Does real estate really have all the tax breaks that people talk about? Real estate has always been a very important investment for many people. Business owners and real estate investors alike have benefited from many of the IRS rules surrounding their properties. As many of the top real estate investors may know, utilizing the cost segregation strategy could mean a difference in hundreds of thousands in your taxes.

What Cost Segregation Is and How It Works

Cost segregation is an extremely valuable tax planning tool for business owners and investors with real estate properties. When used correctly in the right situation, it could mean the difference in $100,000+ in tax deductions in a given year.

Cost segregation is simply about restructuring the depreciation schedule of a property. Most investors will buy an investment property, and their CPA would likely automatically file their taxes with what is called “straight-line depreciation”. This means over the life of the property, each year you can deduct a portion of the house from your taxable income.

The IRS has pre-determined rules for depreciating properties over time. Residential real estate can be deducted over 27.5 years and commercial real estate over 39 years. So, for example, if you buy a $500,000 residential rental property, you would likely deduct $18,182 each year on your taxes ($500k / 27.5).

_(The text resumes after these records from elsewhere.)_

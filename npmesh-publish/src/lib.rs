//! # npmesh Publish
//!
//! Places new nanopubs on registries of the federation.
//!
//! Candidates are tried one at a time. A registry is skipped when its
//! descriptor cannot be reloaded, when it has publishing disabled, or when
//! its declared shard does not cover the nanopub's URI. The first registry
//! answering a POST with 2xx wins and is tried first for later nanopubs.

#![forbid(unsafe_code)]
#![warn(missing_docs, rust_2018_idioms, clippy::all)]

mod publisher;

pub use publisher::{ProgressCallback, PublishConfig, PublishReceipt, Publisher};
//! # npmesh Directory
//!
//! Discovery of registries in the nanopublication federation.
//!
//! - **Bootstrap**: a hardcoded list, overridable by configuration
//! - **Disk cache**: the peer list of the last full crawl, reused for 24h
//! - **Descriptor cache**: per-URL descriptors, wiped every 24h
//! - **Crawl**: each yielded registry's `peers` list is followed lazily
//!
//! ## Example
//!
//! ```rust,no_run
//! use npmesh_directory::{DirectoryMode, RegistryDirectory};
//!
//! # async fn example() {
//! let directory = RegistryDirectory::from_env();
//! let mut registries = directory.iter(DirectoryMode::Default).await;
//! while let Some(registry) = registries.next_registry().await {
//!     println!("{}", registry.public_url);
//! }
//! # }
//! ```

#![forbid(unsafe_code)]
#![warn(missing_docs, rust_2018_idioms, clippy::all)]

mod cache;
mod config;
mod directory;

pub use cache::{load_peer_cache, save_peer_cache, DescriptorCache, PeerCacheFile};
pub use config::{default_cache_file, parse_registry_list, DirectoryConfig, ENV_CACHE_FILE, ENV_REGISTRIES};
pub use directory::{DirectoryMode, RegistryDirectory, RegistryIter};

The cost segregation strategy allows you to break up the straight-line depreciation schedule and move deductions from the later years toward the front. Instead of waiting each year to deduct 1/27.5th of the property, you can bunch deductions in the first few years and claim significant tax deductions against your income. This is also known as accelerating depreciation.

Benefits

This has created an incentive for real estate investors to purchase even more qualified property. When you hear everyone say how real estate investing is great for taxes, this is one situation where they are right. Having rental income is not for everyone, and often getting into residential or commercial rentals is not appropriate, but for those who already own properties, this tool could be an excellent addition to your financial plan.

One of the primary benefits is the increased cash flow. The more you deduct today (or in the first few years), the more cash you have to invest. But importantly you are forgoing more of the deduction in later years. However, if you ask most business owners, I’d guess they would rather have a dollar today than wait and receive it 20 years from now.

More cash or capital generally leads to more investments, which hopefully increases the probability of a healthy return on the real estate enterprise. If an investor thinks they can generate a return today that would offset the “lost deduction” later on, then cost segregation may be worth considering.

Cost segregation may complement other tax strategies as well, such as bonus depreciation, to maximize benefits. Since the creation of the Tax Cuts and Jobs Act (TCJA), many owners who have used the cost segregation strategy were able to accelerate the deductions not just earlier, but entirely in the same year as the property was purchased.

Until the last few years, business owners could deduct 100% of the value of property that had a “life” of less than 20 years. With the near expiration of part of TCJA, that has now dropped down to 60% for 2024 and will drop by 20% each year until it expires. Check out my article on the TCJA expirations to learn more.

Drawbacks

As with any strategy, by focusing on one area you are naturally giving up another. That is the entire point. The cost segregation strategy does accelerate deductions, but that means you are losing the deduction in future years. Therefore, without considering anything else there are technically no tax savings (assuming a constant tax rate), you are just shuffling around the deductions you would already get in the future.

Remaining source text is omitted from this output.